No todo son malas noticias para los que vivimos sobre cuatro ruedas. Se va extinguiendo ya el macarra de carretera y tal vez sea esta la mejor consecuencia de esta presión policial. Aunque todos sabemos que a este desgraciado nunca lo cogían con las manos en la masa. Pero al menos ya no se ven tan a menudo. Entre otras razones porque para hacer algo realmente gamberro en una de nuestras actuales autovías, hay que viajar marcha atrás, con los ojos vendados, y con una rueda montada en algún quitamiedos al borde de un precipicio. Y aún así es muy difícil ponerse en peligro.

Quizá por eso ha desistido el macarra y abunda el conductor educado y tranquilo, que te cede el paso, que levanta ligeramente el pie del acelerador cuando adelantas, que no pita salvo peligro de muerte, y que como cualquiera de nosotros, está ya más preocupado por las cosas importantes de la vida, y la belleza de los atardeceres, que por competir a carreras infantiles con cualquier desconocido. Que sólo de pensarlo sufro vahídos de pereza.

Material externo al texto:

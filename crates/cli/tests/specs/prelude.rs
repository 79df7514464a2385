//! Test helpers for behavioral specifications.
//!
//! Provides high-level DSL for testing vsopen CLI behavior.

#![allow(clippy::unwrap_used, clippy::expect_used, clippy::panic, dead_code)]

use std::path::{Path, PathBuf};
use std::process::Output;

pub const USAGE: &str = "Usage: vsopen installationPath solutionPath [fileName lineNumber]";

// Short ceilings so a run that does reach the polling loops stays fast.
const VSOPEN_RETRY_INTERVAL_MS: &str = "10";
const VSOPEN_DISCOVERY_TIMEOUT_MS: &str = "200";
const VSOPEN_SOLUTION_TIMEOUT_MS: &str = "200";

/// Create a CLI builder for vsopen commands
pub fn cli() -> CliBuilder {
    CliBuilder::new()
}

/// High-level CLI builder for fluent test assertions
pub struct CliBuilder {
    args: Vec<String>,
    dir: Option<PathBuf>,
    envs: Vec<(String, String)>,
}

impl CliBuilder {
    fn new() -> Self {
        Self {
            args: Vec::new(),
            dir: None,
            envs: vec![
                (
                    "VSOPEN_RETRY_INTERVAL_MS".into(),
                    VSOPEN_RETRY_INTERVAL_MS.into(),
                ),
                (
                    "VSOPEN_DISCOVERY_TIMEOUT_MS".into(),
                    VSOPEN_DISCOVERY_TIMEOUT_MS.into(),
                ),
                (
                    "VSOPEN_SOLUTION_TIMEOUT_MS".into(),
                    VSOPEN_SOLUTION_TIMEOUT_MS.into(),
                ),
            ],
        }
    }

    /// Add CLI arguments
    pub fn args(mut self, args: &[&str]) -> Self {
        self.args.extend(args.iter().map(|s| s.to_string()));
        self
    }

    /// Set working directory
    pub fn pwd(mut self, path: impl Into<PathBuf>) -> Self {
        self.dir = Some(path.into());
        self
    }

    /// Set environment variable
    pub fn env(mut self, key: &str, value: impl AsRef<Path>) -> Self {
        self.envs.push((
            key.to_string(),
            value.as_ref().to_string_lossy().to_string(),
        ));
        self
    }

    /// Build the command without running it
    pub fn command(self) -> assert_cmd::Command {
        let mut cmd = assert_cmd::Command::cargo_bin("vsopen").unwrap();
        cmd.args(&self.args);

        if let Some(dir) = self.dir {
            cmd.current_dir(dir);
        }

        // Keep the caller's logging and launch overrides out of the output.
        cmd.env_remove("RUST_LOG");
        cmd.env_remove("UNITY_VS_ARGS");

        for (key, value) in self.envs {
            cmd.env(key, value);
        }

        cmd
    }

    /// Run and expect success (exit code 0)
    pub fn passes(self) -> RunAssert {
        let output = self.command().output().expect("command should run");
        assert!(
            output.status.success(),
            "expected command to pass, got exit code {:?}\nstdout: {}\nstderr: {}",
            output.status.code(),
            String::from_utf8_lossy(&output.stdout),
            String::from_utf8_lossy(&output.stderr)
        );
        RunAssert { output }
    }

    /// Run and expect failure (non-zero exit code)
    pub fn fails(self) -> RunAssert {
        let output = self.command().output().expect("command should run");
        assert!(
            !output.status.success(),
            "expected command to fail, but it passed\nstdout: {}\nstderr: {}",
            String::from_utf8_lossy(&output.stdout),
            String::from_utf8_lossy(&output.stderr)
        );
        RunAssert { output }
    }
}

/// Result of a CLI run for chaining assertions
pub struct RunAssert {
    output: Output,
}

impl RunAssert {
    /// Get stdout as string
    pub fn stdout(&self) -> String {
        String::from_utf8_lossy(&self.output.stdout).into_owned()
    }

    /// Get stderr as string
    pub fn stderr(&self) -> String {
        String::from_utf8_lossy(&self.output.stderr).into_owned()
    }

    /// Assert the process exit code.
    pub fn code(self, expected: i32) -> Self {
        assert_eq!(self.output.status.code(), Some(expected));
        self
    }

    /// Assert stdout equals expected exactly (with diff on failure).
    pub fn stdout_eq(self, expected: &str) -> Self {
        let stdout = self.stdout();
        similar_asserts::assert_eq!(stdout, expected);
        self
    }

    /// Assert stderr equals expected exactly (with diff on failure).
    pub fn stderr_eq(self, expected: &str) -> Self {
        let stderr = self.stderr();
        similar_asserts::assert_eq!(stderr, expected);
        self
    }

    /// Assert stdout contains substring.
    pub fn stdout_has(self, expected: &str) -> Self {
        let stdout = self.stdout();
        assert!(
            stdout.contains(expected),
            "stdout does not contain '{}'\nstdout: {}",
            expected,
            stdout
        );
        self
    }

    /// Assert stdout does not contain substring.
    pub fn stdout_lacks(self, unexpected: &str) -> Self {
        let stdout = self.stdout();
        assert!(
            !stdout.contains(unexpected),
            "stdout should not contain '{}'\nstdout: {}",
            unexpected,
            stdout
        );
        self
    }

    /// Assert stderr contains substring.
    pub fn stderr_has(self, expected: &str) -> Self {
        let stderr = self.stderr();
        assert!(
            stderr.contains(expected),
            "stderr does not contain '{}'\nstderr: {}",
            expected,
            stderr
        );
        self
    }

    /// Assert stderr does not contain substring.
    pub fn stderr_lacks(self, unexpected: &str) -> Self {
        let stderr = self.stderr();
        assert!(
            !stderr.contains(unexpected),
            "stderr should not contain '{}'\nstderr: {}",
            unexpected,
            stderr
        );
        self
    }
}

// =============================================================================
// Project
// =============================================================================

/// Temporary directory holding a solution and a source file.
pub struct Project {
    dir: tempfile::TempDir,
}

impl Project {
    pub fn empty() -> Self {
        Self {
            dir: tempfile::tempdir().unwrap(),
        }
    }

    /// A project with `Game.sln` and `Assets/Player.cs`.
    pub fn game() -> Self {
        let project = Self::empty();
        project.file("Game.sln", "");
        project.file("Assets/Player.cs", "class Player {}\n");
        project
    }

    pub fn path(&self) -> &Path {
        self.dir.path()
    }

    /// Write a file at the given path (parent directories created automatically)
    pub fn file(&self, path: impl AsRef<Path>, content: &str) {
        let full_path = self.dir.path().join(path.as_ref());
        if let Some(parent) = full_path.parent() {
            std::fs::create_dir_all(parent).unwrap();
        }
        std::fs::write(full_path, content).unwrap();
    }

    /// Run vsopen from this project's directory
    pub fn vsopen(&self) -> CliBuilder {
        cli().pwd(self.path())
    }
}
// SPDX-License-Identifier: BUSL-1.1
// Copyright (c) 2026 Alfred Jean LLC

//! Search, launch, wait, open.
//!
//! An instance that already has the solution open is reused. Otherwise a new
//! process is started and the running object table is polled until that
//! process registers. Only a launched instance waits for its solution to load.

use std::time::Instant;

use tracing::{error, info, warn};
use vsopen_adapters::{Automation, LaunchError, Launcher, ProgressReporter};
use vsopen_core::{Clock, LaunchCommand, Poller, TargetRequest, Tick};

use crate::{
    find_by_process_id, find_with_solution, open_file, wait_for_solution, OpenError, Readiness,
    SolutionMatch, Timeouts,
};

/// Drives one request against the automation runtime.
pub struct Opener<'a, A, L, C, P> {
    automation: &'a A,
    launcher: &'a L,
    clock: &'a C,
    progress: &'a P,
    timeouts: Timeouts,
    extra_args: Option<String>,
}

impl<'a, A, L, C, P> Opener<'a, A, L, C, P>
where
    A: Automation,
    L: Launcher,
    C: Clock,
    P: ProgressReporter,
{
    pub fn new(
        automation: &'a A,
        launcher: &'a L,
        clock: &'a C,
        progress: &'a P,
        timeouts: Timeouts,
    ) -> Self {
        Self {
            automation,
            launcher,
            clock,
            progress,
            timeouts,
            extra_args: None,
        }
    }

    /// Raw arguments inserted before the solution when launching.
    pub fn with_extra_args(mut self, extra_args: Option<String>) -> Self {
        self.extra_args = extra_args;
        self
    }

    /// Carry out `request`. Every failure is logged at error level before it is returned.
    pub fn open(&self, request: &TargetRequest) -> Result<(), OpenError> {
        let start = Instant::now();
        let result = self.find_or_launch(request).and_then(|editor| {
            open_file(
                self.automation,
                &editor,
                self.timeouts.call_retry,
                request.file.as_ref(),
            )
        });
        match &result {
            Ok(()) => info!(elapsed_ms = start.elapsed().as_millis() as u64, "request complete"),
            Err(e) => error!(error = %e, "request failed"),
        }
        result
    }

    fn find_or_launch(&self, request: &TargetRequest) -> Result<A::Editor, OpenError> {
        let matcher = SolutionMatch::for_request(request);
        info!("looking for a running Visual Studio session");
        if let Some(editor) = find_with_solution(self.automation, self.timeouts.call_retry, &matcher)
        {
            info!("using the existing Visual Studio session");
            return Ok(editor);
        }

        info!("no running Visual Studio has the solution open, starting a new one");
        let editor = self.launch_and_discover(request)?;
        if wait_for_solution(self.automation, &editor, self.clock, &self.timeouts)
            == Readiness::TimedOut
        {
            warn!("solution not reported open, opening the file anyway");
        }
        Ok(editor)
    }

    /// Start a new process and wait for it to register.
    ///
    /// The progress indicator is shown for the whole step and always cleared.
    fn launch_and_discover(&self, request: &TargetRequest) -> Result<A::Editor, OpenError> {
        self.progress.show();
        let result = self.launch(request).and_then(|pid| self.discover(pid));
        self.progress.clear();
        result
    }

    fn launch(&self, request: &TargetRequest) -> Result<u32, OpenError> {
        let executable = request
            .executable
            .as_ref()
            .ok_or(LaunchError::NoExecutable)?;
        let command = LaunchCommand::new(executable, &request.solution)
            .with_extra_args(self.extra_args.clone());
        info!(command = %command, "starting Visual Studio");
        let pid = self.launcher.launch(&command)?;
        info!(pid, "Visual Studio process started");
        Ok(pid)
    }

    fn discover(&self, pid: u32) -> Result<A::Editor, OpenError> {
        let mut poller = Poller::new(
            self.clock,
            self.timeouts.poll_interval,
            self.timeouts.discovery,
        );
        loop {
            if let Some(editor) = find_by_process_id(self.automation, self.timeouts.call_retry, pid)
            {
                info!(pid, "launched instance registered");
                return Ok(editor);
            }
            info!(pid, "retrying to acquire DTE");
            if poller.tick() == Tick::Timeout {
                return Err(OpenError::NotRegistered {
                    pid,
                    timeout: self.timeouts.discovery,
                });
            }
        }
    }
}

#[cfg(test)]
#[path = "opener_tests.rs"]
mod tests;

Por último, se da ahora una extraña camaradería entre los conductores en las gasolineras. Se han exiliado aquellos señores educados que llevaban riñoneras mucho antes de que las descubrieran los turistas horteras, que comentaban el tiempo como barberos de otro siglo, y que te servían la gasolina con arte y sencillez. Así que ahora tienes que bajarte del coche a oscuras, a menos diez grados, para llenar el depósito y ponerte perdido de gasóleo, mientras te cruzas la mirada con el tipo del coche de al lado, que atraviesa el mismo trámite, también en mangas de camisa, con el rictus cercano a la muerte por congelación, pero con la cómplice resignación del que sabe que todo es susceptible de empeorar; que este siglo cabrón terminará por hacernos extraer el petróleo y acometer allí mismo su destilación con nuestras propias manos. Y todo ello sin bajar de ese precio prohibitivo, del que trincan a placer los mismos que ponen helicópteros para multarnos. Que ya saben ustedes que cerca del 52% del montante del gasóleo son impuestos. Y aún a pesar de todo lo anterior, lo que realmente me irrita y me escandaliza de viajar en coche es que nadie haya encarcelado aún al inventor del sándwich de pavo frío y alcaparras de gasolinera. Ese pérfido cuya libertad ilustra el declive sin retorno de nuestra civilización.